Exercise description — Every single entry must be reproduced precisely.

Data shown —
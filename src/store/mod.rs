//! Single-writer state container for a picker instance.
//!
//! All mutation flows through [`Store::dispatch`]: an [`Action`] is folded
//! over the current snapshot by the pure reducers in [`reducer`], the result
//! replaces the snapshot, and every subscribed listener is notified. Listeners
//! receive no payload; they pull the fresh snapshot through [`Store::state`]
//! when they run.
//!
//! The store also owns the [`IdSource`] counters so that entity ids are
//! assigned exactly once, at reduction time, and never reused within a
//! session even after removals.

pub mod actions;
pub mod reducer;
pub mod state;

pub use actions::Action;
pub use reducer::reduce;
pub use state::State;

use std::fmt;

/// Monotonic id counters for the three collections.
///
/// Counters start at zero and pre-increment, so the first assigned id of each
/// collection is 1. They advance independently of collection length: removal
/// is a soft-delete and frees nothing.
#[derive(Debug, Clone, Default, PartialEq, Eq)]
pub struct IdSource {
    next_item: u64,
    next_choice: u64,
    next_group: u64,
}

impl IdSource {
    /// Returns the next item id.
    pub fn next_item_id(&mut self) -> u64 {
        self.next_item += 1;
        self.next_item
    }

    /// Returns the next choice id.
    pub fn next_choice_id(&mut self) -> u64 {
        self.next_choice += 1;
        self.next_choice
    }

    /// Returns the next group id.
    pub fn next_group_id(&mut self) -> u64 {
        self.next_group += 1;
        self.next_group
    }
}

/// Holds the current [`State`] and the listeners observing it.
///
/// # Example
///
/// ```
/// use tagbox::store::{actions, Store};
///
/// let mut store = Store::new();
/// store.dispatch(actions::add_item("rust".to_string(), None, None));
/// assert_eq!(store.state().item_values(), vec!["rust".to_string()]);
/// ```
#[derive(Default)]
pub struct Store {
    state: State,
    ids: IdSource,
    listeners: Vec<Box<dyn FnMut()>>,
}

impl Store {
    /// Creates an empty store with fresh id counters and no listeners.
    #[must_use]
    pub fn new() -> Self {
        Self::default()
    }

    /// Applies an action and notifies every listener.
    ///
    /// Listeners run synchronously after the snapshot swap, in subscription
    /// order. Dispatch is not reentrant: a listener must not dispatch from
    /// inside its callback.
    pub fn dispatch(&mut self, action: Action) {
        tracing::trace!(action = ?action, "dispatching");
        self.state = reduce(&self.state, &action, &mut self.ids);
        for listener in &mut self.listeners {
            listener();
        }
    }

    /// Returns the current snapshot.
    ///
    /// Cloning a [`State`] copies three `Arc` handles, not the collections,
    /// so snapshots are cheap to take and to hold across renders.
    #[must_use]
    pub fn state(&self) -> State {
        self.state.clone()
    }

    /// Registers a listener invoked after every dispatch.
    pub fn subscribe(&mut self, listener: Box<dyn FnMut()>) {
        self.listeners.push(listener);
    }
}

impl fmt::Debug for Store {
    fn fmt(&self, f: &mut fmt::Formatter<'_>) -> fmt::Result {
        f.debug_struct("Store")
            .field("state", &self.state)
            .field("ids", &self.ids)
            .field("listeners", &self.listeners.len())
            .finish_non_exhaustive()
    }
}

Solved problem —
filename src/store/mod.rs
//! Single-writer state container for a picker instance.
//!
//! All mutation flows through [`Store::dispatch`]: an [`Action`] is folded
//! over the current snapshot by the pure reducers in [`reducer`], the result
//! replaces the snapshot, and every subscribed listener is notified. Listeners
//! receive no payload; they pull the fresh snapshot through [`Store::state`]
//! when they run.
//!
//! The store also owns the [`IdSource`] counters so that entity ids are
//! assigned exactly once, at reduction time, and never reused within a
//! session even after removals.

pub mod actions;
pub mod reducer;
pub mod state;

pub use actions::Action;
pub use reducer::reduce;
pub use state::State;

use std::fmt;

/// Monotonic id counters for the three collections.
///
/// Counters start at zero and pre-increment, so the first assigned id of each
/// collection is 1. They advance independently of collection length: removal
/// is a soft-delete and frees nothing.
#[derive(Debug, Clone, Default, PartialEq, Eq)]
pub struct IdSource {
    next_item: u64,
    next_choice: u64,
    next_group: u64,
}

impl IdSource {
    /// Returns the next item id.
    pub fn next_item_id(&mut self) -> u64 {
        self.next_item += 1;
        self.next_item
    }

    /// Returns the next choice id.
    pub fn next_choice_id(&mut self) -> u64 {
        self.next_choice += 1;
        self.next_choice
    }

    /// Returns the next group id.
    pub fn next_group_id(&mut self) -> u64 {
        self.next_group += 1;
        self.next_group
    }
}

/// Holds the current [`State`] and the listeners observing it.
///
/// # Example
///
/// ```
/// use tagbox::store::{actions, Store};
///
/// let mut store = Store::new();
/// store.dispatch(actions::add_item("rust".to_string(), None, None));
/// assert_eq!(store.state().item_values(), vec!["rust".to_string()]);
/// ```
#[derive(Default)]
pub struct Store {
    state: State,
    ids: IdSource,
    listeners: Vec<Box<dyn FnMut()>>,
}

impl Store {
    /// Creates an empty store with fresh id counters and no listeners.
    #[must_use]
    pub fn new() -> Self {
        Self::default()
    }

    /// Applies an action and notifies every listener.
    ///
    /// Listeners run synchronously after the snapshot swap, in subscription
    /// order. Dispatch is not reentrant: a listener must not dispatch from
    /// inside its callback.
    pub fn dispatch(&mut self, action: Action) {
        tracing::trace!(action = ?action, "dispatching");
        self.state = reduce(&self.state, &action, &mut self.ids);
        for listener in &mut self.listeners {
            listener();
        }
    }

    /// Returns the current snapshot.
    ///
    /// Cloning a [`State`] copies three `Arc` handles, not the collections,
    /// so snapshots are cheap to take and to hold across renders.
    #[must_use]
    pub fn state(&self) -> State {
        self.state.clone()
    }

    /// Registers a listener invoked after every dispatch.
    pub fn subscribe(&mut self, listener: Box<dyn FnMut()>) {
        self.listeners.push(listener);
    }
}

impl fmt::Debug for Store {
    fn fmt(&self, f: &mut fmt::Formatter<'_>) -> fmt::Result {
        f.debug_struct("Store")
            .field("state", &self.state)
            .field("ids", &self.ids)
            .field("listeners", &self.listeners.len())
            .finish_non_exhaustive()
    }
}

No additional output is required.